Etty Hillesum als wapen in de buurtstrijd – column David Barnouw

Radio 1

Bouwen, bouwen, bouwen. In Amsterdam komen er vele honderden woningen bij in Noord en in de voormalige Houthavens en de plannen voor het Sluisbuurt en Havenstad ontwikkelen zich ook snel. Op details na is iedereen blij dat er zoveel bijgebouwd wordt; mensen willen wonen.

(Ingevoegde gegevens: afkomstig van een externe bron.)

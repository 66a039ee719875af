//! Configuration management with layered loading
//!
//! Precedence (lowest to highest):
//! 1. Compiled defaults
//! 2. Global config: `$XDG_CONFIG_HOME/movlib/movlib.toml`
//! 3. Environment variables: `MOVLIB_*` prefix

use std::path::PathBuf;

use config::{Config, ConfigError, Environment, File};
use directories::ProjectDirs;
use serde::{Deserialize, Serialize};

use crate::domain::DEFAULT_DATE_FORMAT;

/// Application settings.
#[derive(Debug, Clone, Serialize, Deserialize, PartialEq, Eq)]
#[serde(default)]
pub struct Settings {
    /// Default catalog file used when a command omits its source argument
    #[serde(skip_serializing_if = "Option::is_none")]
    pub catalog_file: Option<PathBuf>,
    /// chrono layout for the date column of catalog records
    pub date_format: String,
}

impl Default for Settings {
    fn default() -> Self {
        Self {
            catalog_file: None,
            date_format: DEFAULT_DATE_FORMAT.to_string(),
        }
    }
}

impl Settings {
    /// Load settings with layered precedence.
    pub fn load() -> Result<Self, ConfigError> {
        let mut builder = Config::builder().set_default("date_format", DEFAULT_DATE_FORMAT)?;

        if let Some(path) = global_config_path() {
            if path.exists() {
                builder = builder.add_source(File::from(path));
            }
        }

        builder = builder.add_source(Environment::with_prefix("MOVLIB"));

        let settings: Settings = builder.build()?.try_deserialize()?;
        Ok(settings.expanded())
    }

    /// Expand `~` and `$VAR` in configured paths.
    fn expanded(mut self) -> Self {
        self.catalog_file = self
            .catalog_file
            .map(|p| PathBuf::from(expand_env_vars(&p.to_string_lossy())));
        self
    }

    /// TOML template written by `config init`.
    pub fn template() -> String {
        let body = toml::to_string_pretty(&Settings::default()).unwrap_or_default();
        format!(
            "# movlib configuration\n\
             # catalog_file = \"~/movies/catalog.tsv\"\n\
             {}",
            body
        )
    }
}

/// Path of the global config file, if a home directory can be determined.
pub fn global_config_path() -> Option<PathBuf> {
    ProjectDirs::from("", "", "movlib").map(|dirs| dirs.config_dir().join("movlib.toml"))
}

/// Expand environment variables and `~` in a path string.
///
/// Falls back to the input unchanged when expansion fails (e.g. an unset
/// variable).
pub fn expand_env_vars(path: &str) -> String {
    shellexpand::full(path)
        .map(|s| s.into_owned())
        .unwrap_or_else(|_| path.to_string())
}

In Amsterdam-Zuid wordt ook gebouwd, maar vooral op of onder bestaande woningen. Eigenaren die graag wat meer ruimte willen, zetten er een verdiepinkje op of graven de kruipruimte uit. Daar komt dan een extra slaapkamer in, een zwembad, een wijn- of een SM-kelder. De investeringen zijn bij de huidige huizenprijzen snel terugverdiend. Ook worden complete panden gesloopt om plaats te maken voor eigentijdse woonstulpen. Dat kan en mag allemaal in deze knetterlinkse stad.

De buren zijn meestal minder blij, wat het geeft een hoop stof, lawaai en ongemak én er is natuurlijk gewoon sprake van jaloezie en afgunst.
Niet alles kan en mag; zo zijn panden met een (gemeentelijke) monumentenstatus redelijk beschermd. Voor de eigenaren is dat vaak een gruwel, want ze mogen nog geen spijker in de muur slaan, maar voor de omwonenden kan het een zegen zijn. Zo lag er een plan om in de Gabriël Metsustraat om drie panden te slopen en die te vervangen door nieuwbouw. “Het wordt opgehoogd met een volledige etage waardoor het daglicht voor sommige bewoners minder wordt, er komt een uitbouw en en bomen sneuvelen,” aldus één van de omwonenden.

De inzet van bomen is altijd een sterke actie, maar hier was meer nodig. De percelen hadden namelijk geen enkele monumentale waarde, maar kijk eens, wie had daar gewoond? Etty Hillesum! En die had gelukkig ook geschreven, want daar, op nummer 6, zijn haar oorlogsdagboeken tot stand gekomen. Ze woonde daar van 1937 tot 1943 bij Hans Wegerif, eerst om de huishouding te doen, maar later deelde zij ook het bed met hem. Gelukkig was het niet zo ver weg van de Courbetstraat 27, waar de chiroloog (= kwakzalver) Julius Spier handen las. Bij Etty ging het verder dan handen lezen, want zij werd naast zijn secretaresse ook zijn vriendin.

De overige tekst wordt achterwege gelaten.